CHAIRMAN KASS: Let me say just a funny little word
in relation - - because all of the speakers came forth to
really speak about the forthcoming report on biotechnology
and public policy and that area. We obviously made some kind
of an error early on, despite the fact that we said repeatedly
in our discussions that we were not here interested in taking
on the profession of assisted reproductive technologies.
In fact, our only interest in reviewing that activity was
this is the gateway, this is the gateway technology to the
adjunct technologies that are coming based on genomic knowledge
and that if you are thinking about the regulatory and monitoring
process overall looking to the future, you have to start by
knowing where you are here.
Where we are here is only in this area of assisted reproduction
with a few little wrinkles being added in. We began a diagnostic
document on how is this current practice is monitored, overseen,
and regulated. Somehow, despite our repeated insistence that
infertility patients, we were not trying to get in the way
of their receiving treatment, we were not trying to police
the profession of assisted reproductive technologies, we must
have sent the wrong signals or you people must be simply nervous
or my reputation, which preceded me, has not been allowed
to be judged on the basis of what people have seen here.

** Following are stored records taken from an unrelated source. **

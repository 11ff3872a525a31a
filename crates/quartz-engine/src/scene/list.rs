use super::{DrawCmd, SortKey, ZIndex};

/// A single draw item: sort key + command.
#[derive(Debug, Clone, PartialEq)]
pub struct DrawItem {
    pub key: SortKey,
    pub cmd: DrawCmd,
}

/// Recorded draw stream for a frame.
///
/// Performance characteristics:
/// - `push()` is O(1)
/// - paint-order iteration reuses an internal index buffer; no per-frame allocation once warmed
#[derive(Debug, Default)]
pub struct DrawList {
    items: Vec<DrawItem>,
    next_order: u32,

    sorted_indices: Vec<usize>,
    sorted_dirty: bool,
}

impl DrawList {
    #[inline]
    pub fn new() -> Self {
        Self::default()
    }

    /// Clears recorded items. Keeps allocated capacity for reuse.
    #[inline]
    pub fn clear(&mut self) {
        self.items.clear();
        self.next_order = 0;
        self.sorted_indices.clear();
        self.sorted_dirty = true;
    }

    /// Returns items in insertion order.
    #[inline]
    pub fn items(&self) -> &[DrawItem] {
        &self.items
    }

    #[inline]
    pub fn len(&self) -> usize {
        self.items.len()
    }

    #[inline]
    pub fn is_empty(&self) -> bool {
        self.items.is_empty()
    }

    /// Pushes a draw command with the given z-index.
    #[inline]
    pub fn push(&mut self, z: ZIndex, cmd: DrawCmd) {
        let order = self.next_order;
        self.next_order = self.next_order.wrapping_add(1);

        self.items.push(DrawItem { key: SortKey::new(z, order), cmd });
        self.sorted_dirty = true;
    }

    /// Iterates items in paint order (back-to-front) without cloning draw commands.
    pub fn iter_in_paint_order(&mut self) -> impl Iterator<Item = &DrawItem> {
        if self.sorted_dirty {
            self.rebuild_sorted_indices();
        }

        self.sorted_indices.iter().map(|&i| &self.items[i])
    }

    fn rebuild_sorted_indices(&mut self) {
        self.sorted_indices.clear();
        self.sorted_indices.extend(0..self.items.len());

        let items = &self.items;
        self.sorted_indices.sort_by(|&a, &b| items[a].key.cmp(&items[b].key));

        self.sorted_dirty = false;
    }
}

#[cfg(test)]
mod tests {
    use super::*;
    use crate::coords::Vec2;
    use crate::paint::Color;

    #[test]
    fn paint_order_respects_z_then_insertion() {
        let mut list = DrawList::new();
        list.push_filled_circle(ZIndex(2), Vec2::zero(), 3.0, Color::BLACK);
        list.push_filled_circle(ZIndex(1), Vec2::zero(), 1.0, Color::BLACK);
        list.push_filled_circle(ZIndex(1), Vec2::zero(), 2.0, Color::BLACK);

        let radii: Vec<f32> = list
            .iter_in_paint_order()
            .filter_map(|item| match &item.cmd {
                DrawCmd::Circle(c) => Some(c.radius),
                _ => None,
            })
            .collect();
        assert_eq!(radii, vec![1.0, 2.0, 3.0]);
    }

    #[test]
    fn clear_resets_items_and_order() {
        let mut list = DrawList::new();
        list.push_filled_circle(ZIndex(0), Vec2::zero(), 1.0, Color::BLACK);
        list.clear();
        assert!(list.is_empty());
        assert_eq!(list.iter_in_paint_order().count(), 0);

        list.push_filled_circle(ZIndex(0), Vec2::zero(), 1.0, Color::BLACK);
        assert_eq!(list.items()[0].key.order, 0);
    }
}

But I am very glad that as a result of the extensive conversations
that we have had with RESOLVE, with ASRM, and with the American
Infertility Association, that I hope at least that the perception
of our intentions and the spirit of this inquiry have been
clarified and that while we will continue to disagree about
this, that, or the other, it ought to be clear that those
disagreements do not rest upon those grounds that we have
sometimes been accused of holding.
People's perceptions will continue to be what they are, but
I welcome this morning's comments as a kind of not exactly
a love fest. We still probably have our differences, but
at least I think we understand each other better. And I would
like to express my gratitude for the generosity of spirit
of the comments that have been made to acknowledge that fact.
So thanks to all of you, both for what you have done before,
for what you have brought yourself to say here publicly this
morning. And there obviously will be opportunities for us
to continue to work together and correct, continue to correct,
misimpressions and misperceptions of the things we are interested
in. So thanks. Thanks for today and for what went before
today.
Last- minute words?
(No response.)
CHAIRMAN KASS: Go in good health. Be well. We will
see each other in April unless there is an emergency meeting.
There is a date on the calendar. I don't remember what it
is. But we are unlikely to be emerged.
(Whereupon, at 11:58 a.m., the foregoing matter was adjourned.)